El episodio colombiano destapó que en la gira por Brasil, Chile y El Salvador y, especialmente en este último, la hostelería local estaba más que satisfecha con la fidelidad demostrada por estos hombres y la patronal de los clubes de alterne tenía ya decidido su premio anual y hasta elegida la delegación para hacer la entrega en Washington. ¡Qué lejos esta conducta impropia de la dedicación extrema de Frank Horrigan, aquel agente encarnado por Clint Eastwood que acabó llevándose un balazo en el final de En la línea de fuego, una película que se llamó en inglés In the line of fire, vamos, lo mismo. Aunque bien pensado, creo que Horrigan también bebía, aunque fuera para olvidar el asesinato de Kennedy que no pudo evitar. Pero, bueno esto es otra historia. Sin preocuparse por estos antecedentes, decía, salieron los americanos que actuaban de avanzadilla a tomarse unas copas por Amsterdam (Países Bajos) y una cosa lleva a la otra, la noche se alargó allí, en el corazón de la Europa protestante, mientras esperaban al presidente, de forma que a uno de ellos, ya al amanecer, se lo encontraron inconsciente en los pasillos del hotel, como se dice en estos casos, con claros síntomas de embriaguez.
El Washington Post, que está empeñado en contar todo esto, tiene cada día más razones para no tragarse que los capítulos de esta historia son episodios inconexos, como mantenían los portavoces oficiales.
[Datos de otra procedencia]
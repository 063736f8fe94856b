use serde::{Deserialize, Serialize};

use arka_core::{
    AggregateRoot, BrandId, CategoryId, DomainError, DomainResult, ProductId, ValueObject,
};

/// Longest accepted product name, in characters.
pub const MAX_NAME_LEN: usize = 100;

/// Longest accepted product description, in characters.
pub const MAX_DESCRIPTION_LEN: usize = 500;

/// Unit price in the smallest currency unit (e.g. cents). Always positive.
#[derive(Debug, Copy, Clone, PartialEq, Eq, PartialOrd, Ord, Hash, Serialize, Deserialize)]
#[serde(try_from = "u64", into = "u64")]
pub struct Price(u64);

impl Price {
    pub fn from_minor_units(minor_units: u64) -> DomainResult<Self> {
        if minor_units == 0 {
            return Err(DomainError::invalid_argument("price must be greater than zero"));
        }
        Ok(Self(minor_units))
    }

    pub fn minor_units(self) -> u64 {
        self.0
    }
}

impl ValueObject for Price {}

impl TryFrom<u64> for Price {
    type Error = DomainError;

    fn try_from(value: u64) -> Result<Self, Self::Error> {
        Self::from_minor_units(value)
    }
}

impl From<Price> for u64 {
    fn from(value: Price) -> Self {
        value.0
    }
}

impl core::fmt::Display for Price {
    fn fmt(&self, f: &mut core::fmt::Formatter<'_>) -> core::fmt::Result {
        write!(f, "{}.{:02}", self.0 / 100, self.0 % 100)
    }
}

/// Input for admitting a new product into the catalog.
#[derive(Debug, Clone, PartialEq, Eq, Serialize, Deserialize)]
pub struct NewProduct {
    pub name: String,
    pub description: String,
    pub quantity: i64,
    pub category: CategoryId,
    pub brand: BrandId,
    pub price: Price,
}

/// Partial update: only the fields that are `Some` are applied.
///
/// A supplied `quantity` is an absolute value, not a delta.
#[derive(Debug, Clone, Default, PartialEq, Eq, Serialize, Deserialize)]
pub struct ProductPatch {
    pub name: Option<String>,
    pub description: Option<String>,
    pub category: Option<CategoryId>,
    pub brand: Option<BrandId>,
    pub price: Option<Price>,
    pub quantity: Option<i64>,
}

impl ProductPatch {
    pub fn new() -> Self {
        Self::default()
    }

    pub fn with_name(mut self, name: impl Into<String>) -> Self {
        self.name = Some(name.into());
        self
    }

    pub fn with_description(mut self, description: impl Into<String>) -> Self {
        self.description = Some(description.into());
        self
    }

    pub fn with_category(mut self, category: CategoryId) -> Self {
        self.category = Some(category);
        self
    }

    pub fn with_brand(mut self, brand: BrandId) -> Self {
        self.brand = Some(brand);
        self
    }

    pub fn with_price(mut self, price: Price) -> Self {
        self.price = Some(price);
        self
    }

    pub fn with_quantity(mut self, quantity: i64) -> Self {
        self.quantity = Some(quantity);
        self
    }

    pub fn is_empty(&self) -> bool {
        self.name.is_none()
            && self.description.is_none()
            && self.category.is_none()
            && self.brand.is_none()
            && self.price.is_none()
            && self.quantity.is_none()
    }
}

/// Response projection of a product. Never carries the audit history.
#[derive(Debug, Clone, PartialEq, Eq, Serialize, Deserialize)]
pub struct ProductView {
    pub name: String,
    pub description: String,
    pub quantity: i64,
    pub price: Price,
    pub category: CategoryId,
    pub brand: BrandId,
}

/// Aggregate root: Product.
///
/// Every quantity change goes through `set_quantity`, `reduce` or `replenish`,
/// which keep `quantity >= 0`.
#[derive(Debug, Clone, PartialEq, Eq, Serialize, Deserialize)]
pub struct Product {
    id: ProductId,
    name: String,
    description: String,
    quantity: i64,
    price: Price,
    category: CategoryId,
    brand: BrandId,
    version: u64,
}

impl Product {
    /// Validate the input shape and build a not-yet-saved product.
    ///
    /// Name uniqueness and category/brand existence need the store and the
    /// catalog, so they are checked by the ledger, not here.
    pub fn create(id: ProductId, input: NewProduct) -> DomainResult<Self> {
        validate_name(&input.name)?;
        validate_description(&input.description)?;
        ensure_non_negative(input.quantity)?;

        Ok(Self {
            id,
            name: input.name,
            description: input.description,
            quantity: input.quantity,
            price: input.price,
            category: input.category,
            brand: input.brand,
            version: 0,
        })
    }

    pub fn id_typed(&self) -> ProductId {
        self.id
    }

    pub fn name(&self) -> &str {
        &self.name
    }

    pub fn description(&self) -> &str {
        &self.description
    }

    pub fn quantity(&self) -> i64 {
        self.quantity
    }

    pub fn price(&self) -> Price {
        self.price
    }

    pub fn category(&self) -> CategoryId {
        self.category
    }

    pub fn brand(&self) -> BrandId {
        self.brand
    }

    pub fn view(&self) -> ProductView {
        ProductView {
            name: self.name.clone(),
            description: self.description.clone(),
            quantity: self.quantity,
            price: self.price,
            category: self.category,
            brand: self.brand,
        }
    }

    /// Strictly below `threshold`; the threshold itself is not low stock.
    pub fn is_below(&self, threshold: i64) -> bool {
        self.quantity < threshold
    }

    /// Overwrite the quantity (absolute set). Returns the resulting quantity.
    pub fn set_quantity(&mut self, quantity: i64) -> DomainResult<i64> {
        ensure_non_negative(quantity)?;
        self.quantity = quantity;
        Ok(self.quantity)
    }

    /// Take `amount` units out of stock. Returns the resulting quantity.
    pub fn reduce(&mut self, amount: i64) -> DomainResult<i64> {
        ensure_positive_amount(amount)?;
        if self.quantity < amount {
            return Err(DomainError::insufficient_stock(
                self.name.clone(),
                amount,
                self.quantity,
            ));
        }
        self.quantity -= amount;
        Ok(self.quantity)
    }

    /// Put `amount` units into stock. Returns the resulting quantity.
    pub fn replenish(&mut self, amount: i64) -> DomainResult<i64> {
        ensure_positive_amount(amount)?;
        self.quantity = self.quantity.checked_add(amount).ok_or_else(|| {
            DomainError::invalid_argument(format!(
                "replenishing {amount} units would overflow the stock of '{}'",
                self.name
            ))
        })?;
        Ok(self.quantity)
    }

    /// Apply the supplied fields of `patch`.
    ///
    /// All field checks run before any field is written, so a rejected patch
    /// leaves the product untouched.
    pub fn apply_patch(&mut self, patch: &ProductPatch) -> DomainResult<()> {
        if let Some(name) = &patch.name {
            validate_name(name)?;
        }
        if let Some(description) = &patch.description {
            validate_description(description)?;
        }
        if let Some(quantity) = patch.quantity {
            ensure_non_negative(quantity)?;
        }

        if let Some(name) = &patch.name {
            self.name = name.clone();
        }
        if let Some(description) = &patch.description {
            self.description = description.clone();
        }
        if let Some(category) = patch.category {
            self.category = category;
        }
        if let Some(brand) = patch.brand {
            self.brand = brand;
        }
        if let Some(price) = patch.price {
            self.price = price;
        }
        if let Some(quantity) = patch.quantity {
            self.set_quantity(quantity)?;
        }
        Ok(())
    }

    /// Advance the stored revision. Called by stores after a successful write.
    pub fn mark_saved(&mut self) {
        self.version += 1;
    }

    /// Take over the stored revision of `current`, so that writing back an
    /// older state passes the store's revision check.
    pub fn adopt_revision(&mut self, current: &Product) {
        self.version = current.version;
    }
}

impl AggregateRoot for Product {
    type Id = ProductId;

    fn id(&self) -> &Self::Id {
        &self.id
    }

    fn version(&self) -> u64 {
        self.version
    }
}

fn validate_name(name: &str) -> DomainResult<()> {
    if name.trim().is_empty() {
        return Err(DomainError::invalid_argument("name cannot be empty"));
    }
    if name.chars().count() > MAX_NAME_LEN {
        return Err(DomainError::invalid_argument(format!(
            "name cannot be longer than {MAX_NAME_LEN} characters"
        )));
    }
    Ok(())
}

fn validate_description(description: &str) -> DomainResult<()> {
    if description.trim().is_empty() {
        return Err(DomainError::invalid_argument("description cannot be empty"));
    }
    if description.chars().count() > MAX_DESCRIPTION_LEN {
        return Err(DomainError::invalid_argument(format!(
            "description cannot be longer than {MAX_DESCRIPTION_LEN} characters"
        )));
    }
    Ok(())
}

fn ensure_non_negative(quantity: i64) -> DomainResult<()> {
    if quantity < 0 {
        return Err(DomainError::invalid_argument(format!(
            "quantity cannot be negative (got {quantity})"
        )));
    }
    Ok(())
}

fn ensure_positive_amount(amount: i64) -> DomainResult<()> {
    if amount <= 0 {
        return Err(DomainError::invalid_argument(format!(
            "adjustment amount must be greater than zero (got {amount})"
        )));
    }
    Ok(())
}
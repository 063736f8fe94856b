use serde::{Deserialize, Serialize};

use arka_core::{BrandId, CategoryId, Entity};

/// A named product category. Its CRUD lifecycle lives outside the ledger.
#[derive(Debug, Clone, PartialEq, Eq, Serialize, Deserialize)]
pub struct Category {
    pub id: CategoryId,
    pub name: String,
}

impl Category {
    pub fn new(name: impl Into<String>) -> Self {
        Self {
            id: CategoryId::new(),
            name: name.into(),
        }
    }
}

impl Entity for Category {
    type Id = CategoryId;

    fn id(&self) -> &Self::Id {
        &self.id
    }
}

/// A named brand. Its CRUD lifecycle lives outside the ledger.
#[derive(Debug, Clone, PartialEq, Eq, Serialize, Deserialize)]
pub struct Brand {
    pub id: BrandId,
    pub name: String,
}

impl Brand {
    pub fn new(name: impl Into<String>) -> Self {
        Self {
            id: BrandId::new(),
            name: name.into(),
        }
    }
}

impl Entity for Brand {
    type Id = BrandId;

    fn id(&self) -> &Self::Id {
        &self.id
    }
}
//! Tracing/logging setup shared by processes embedding the ledger.

/// Initialize process-wide observability (tracing/logging).
///
/// This is safe to call multiple times; subsequent calls become no-ops.
pub fn init() {
    tracing::init();
}

/// Tracing configuration (filters, layers).
pub mod tracing;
Así que después de algún despido, unas jubilaciones anticipadas y varias reasignaciones de puestos, se ha dictado una norma muy apropiada para gente que viaja con cepillo de dientes y armas automáticas: No se bebe, ni se conoce a gente nueva en las 12 horas previas a la incorporación al trabajo ni en las 24 anteriores a la llegada de Obama a donde sea.
Me pregunto qué pensaría Abraham Lincoln de todo esto. Fue el presidente que, además de poner la cara en los billetes de cinco dólares, creó el Servicio Secreto en 1865, aunque fue precisamente para investigar a los falsificadores de moneda. Luego, como en Amsterdam, una cosa llevó a la otra. Hoy son 3.200 agentes secretos; 1.300 menos secretos, porque llevan uniforme, y 2.000 funcionarios dedicados a tareas técnicas y administrativas que se visten como quieren, pero siempre de acuerdo con unas normas que se relajan los viernes con el casual Friday. Cosas de yanquis.